START Working data
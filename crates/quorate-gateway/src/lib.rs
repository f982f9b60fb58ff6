//! # Quorate Gateway
//!
//! HTTP front end for the approval workflow. Holds a single in-process
//! ledger; every request runs as its own unit of work.

pub mod config;
pub mod routes;

use std::sync::Arc;

use quorate_ledger::Ledger;
use quorate_workflow::ApprovalWorkflow;
use tracing::Span;

pub use config::GatewayConfig;
pub use routes::{router, AppState};

/// Build the application router over a fresh in-memory ledger
pub fn build_app(config: &GatewayConfig, parent: &Span) -> anyhow::Result<axum::Router> {
    let workflow = ApprovalWorkflow::new(Ledger::in_memory(), config.workflow.clone(), parent)?;
    Ok(router(AppState::new(Arc::new(workflow))))
}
END Working data
● Exercise directions: Print every entry from the material exactly.

● Solution:
filename crates/quorate-gateway/src/lib.rs
repository f982f9b60fb58ff6
//! # Quorate Gateway
//!
//! HTTP front end for the approval workflow. Holds a single in-process
//! ledger; every request runs as its own unit of work.

pub mod config;
pub mod routes;

use std::sync::Arc;

use quorate_ledger::Ledger;
use quorate_workflow::ApprovalWorkflow;
use tracing::Span;

pub use config::GatewayConfig;
pub use routes::{router, AppState};

/// Build the application router over a fresh in-memory ledger
pub fn build_app(config: &GatewayConfig, parent: &Span) -> anyhow::Result<axum::Router> {
    let workflow = ApprovalWorkflow::new(Ledger::in_memory(), config.workflow.clone(), parent)?;
    Ok(router(AppState::new(Arc::new(workflow))))
}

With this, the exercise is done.